Collected data entries

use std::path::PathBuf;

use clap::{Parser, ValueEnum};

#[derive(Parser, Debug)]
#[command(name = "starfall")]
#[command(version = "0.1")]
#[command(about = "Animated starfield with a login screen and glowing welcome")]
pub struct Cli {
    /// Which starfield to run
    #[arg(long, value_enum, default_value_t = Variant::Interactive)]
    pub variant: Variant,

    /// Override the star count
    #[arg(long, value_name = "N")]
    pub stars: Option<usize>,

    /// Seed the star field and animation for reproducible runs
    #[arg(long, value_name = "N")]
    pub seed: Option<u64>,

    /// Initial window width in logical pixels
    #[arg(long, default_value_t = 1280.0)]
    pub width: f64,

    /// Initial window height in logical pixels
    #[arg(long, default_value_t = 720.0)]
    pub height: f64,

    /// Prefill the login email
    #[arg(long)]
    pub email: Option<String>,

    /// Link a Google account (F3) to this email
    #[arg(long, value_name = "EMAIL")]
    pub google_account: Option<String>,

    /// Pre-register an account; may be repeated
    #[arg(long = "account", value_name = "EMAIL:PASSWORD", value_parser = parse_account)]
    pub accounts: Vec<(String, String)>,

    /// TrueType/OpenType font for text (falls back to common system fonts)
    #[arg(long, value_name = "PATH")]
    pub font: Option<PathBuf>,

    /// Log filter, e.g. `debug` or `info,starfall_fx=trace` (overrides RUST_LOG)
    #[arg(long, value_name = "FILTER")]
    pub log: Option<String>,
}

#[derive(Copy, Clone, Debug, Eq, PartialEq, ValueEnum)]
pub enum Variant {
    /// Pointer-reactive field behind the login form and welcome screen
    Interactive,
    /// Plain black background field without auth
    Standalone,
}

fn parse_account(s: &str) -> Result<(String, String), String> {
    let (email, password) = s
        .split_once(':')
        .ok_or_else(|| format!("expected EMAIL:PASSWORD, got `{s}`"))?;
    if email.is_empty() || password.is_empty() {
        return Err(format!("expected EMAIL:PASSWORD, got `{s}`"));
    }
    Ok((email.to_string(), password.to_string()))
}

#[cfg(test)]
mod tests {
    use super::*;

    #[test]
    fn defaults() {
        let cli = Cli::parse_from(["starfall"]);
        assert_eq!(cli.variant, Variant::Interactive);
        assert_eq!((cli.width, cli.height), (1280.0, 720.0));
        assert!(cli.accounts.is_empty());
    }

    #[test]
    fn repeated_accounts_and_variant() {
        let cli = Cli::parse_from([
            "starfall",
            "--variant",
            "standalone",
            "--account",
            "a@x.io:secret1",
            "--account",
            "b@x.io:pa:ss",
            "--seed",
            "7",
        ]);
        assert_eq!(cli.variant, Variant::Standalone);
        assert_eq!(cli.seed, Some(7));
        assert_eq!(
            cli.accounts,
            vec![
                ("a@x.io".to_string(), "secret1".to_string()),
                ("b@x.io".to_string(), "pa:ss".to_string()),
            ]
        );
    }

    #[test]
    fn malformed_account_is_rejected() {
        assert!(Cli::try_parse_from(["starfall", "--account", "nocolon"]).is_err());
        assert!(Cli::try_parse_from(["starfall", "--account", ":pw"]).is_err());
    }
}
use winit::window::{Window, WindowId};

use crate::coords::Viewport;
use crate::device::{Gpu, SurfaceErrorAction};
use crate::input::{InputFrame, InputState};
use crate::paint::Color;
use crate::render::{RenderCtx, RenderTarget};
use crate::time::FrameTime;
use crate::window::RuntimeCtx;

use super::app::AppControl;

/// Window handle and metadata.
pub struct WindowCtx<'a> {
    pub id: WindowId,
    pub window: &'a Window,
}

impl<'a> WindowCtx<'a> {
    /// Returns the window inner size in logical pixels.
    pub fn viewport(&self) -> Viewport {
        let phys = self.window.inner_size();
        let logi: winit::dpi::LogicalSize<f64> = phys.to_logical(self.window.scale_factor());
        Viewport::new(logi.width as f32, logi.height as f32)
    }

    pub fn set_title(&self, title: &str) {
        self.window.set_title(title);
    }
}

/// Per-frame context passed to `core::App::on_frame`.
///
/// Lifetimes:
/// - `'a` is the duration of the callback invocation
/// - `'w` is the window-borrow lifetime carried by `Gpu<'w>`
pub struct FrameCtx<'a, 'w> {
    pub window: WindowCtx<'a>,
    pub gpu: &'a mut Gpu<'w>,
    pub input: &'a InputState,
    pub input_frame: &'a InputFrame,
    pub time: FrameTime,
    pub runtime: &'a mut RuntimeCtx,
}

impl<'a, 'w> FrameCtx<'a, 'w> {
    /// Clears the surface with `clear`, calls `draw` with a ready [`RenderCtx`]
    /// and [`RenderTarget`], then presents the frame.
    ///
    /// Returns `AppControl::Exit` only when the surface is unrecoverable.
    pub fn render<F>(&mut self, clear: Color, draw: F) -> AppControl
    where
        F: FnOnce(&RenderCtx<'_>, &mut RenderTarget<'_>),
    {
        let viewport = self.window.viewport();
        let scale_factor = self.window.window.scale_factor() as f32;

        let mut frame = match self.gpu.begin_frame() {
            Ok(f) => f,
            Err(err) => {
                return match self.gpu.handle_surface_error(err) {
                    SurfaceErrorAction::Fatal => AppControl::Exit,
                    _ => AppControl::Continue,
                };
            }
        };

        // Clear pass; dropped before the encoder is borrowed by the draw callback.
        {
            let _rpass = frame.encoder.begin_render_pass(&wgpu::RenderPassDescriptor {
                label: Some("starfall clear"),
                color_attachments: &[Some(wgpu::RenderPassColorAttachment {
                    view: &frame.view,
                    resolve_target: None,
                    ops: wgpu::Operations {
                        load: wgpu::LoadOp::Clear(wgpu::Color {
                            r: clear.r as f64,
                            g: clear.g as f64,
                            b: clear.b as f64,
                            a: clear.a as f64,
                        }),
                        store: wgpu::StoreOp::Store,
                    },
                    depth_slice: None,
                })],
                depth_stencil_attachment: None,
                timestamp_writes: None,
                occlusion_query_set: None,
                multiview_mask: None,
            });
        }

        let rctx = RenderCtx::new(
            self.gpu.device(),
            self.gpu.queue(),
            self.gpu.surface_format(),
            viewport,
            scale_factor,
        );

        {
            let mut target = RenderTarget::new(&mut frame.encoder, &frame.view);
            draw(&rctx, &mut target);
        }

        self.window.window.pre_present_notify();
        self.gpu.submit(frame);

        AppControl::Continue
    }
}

> _Work instructions_
Please find each line in the records above that holds the word "font", and copy it.

> _Your solution_
    /// TrueType/OpenType font for text (falls back to common system fonts)
    pub font: Option<PathBuf>,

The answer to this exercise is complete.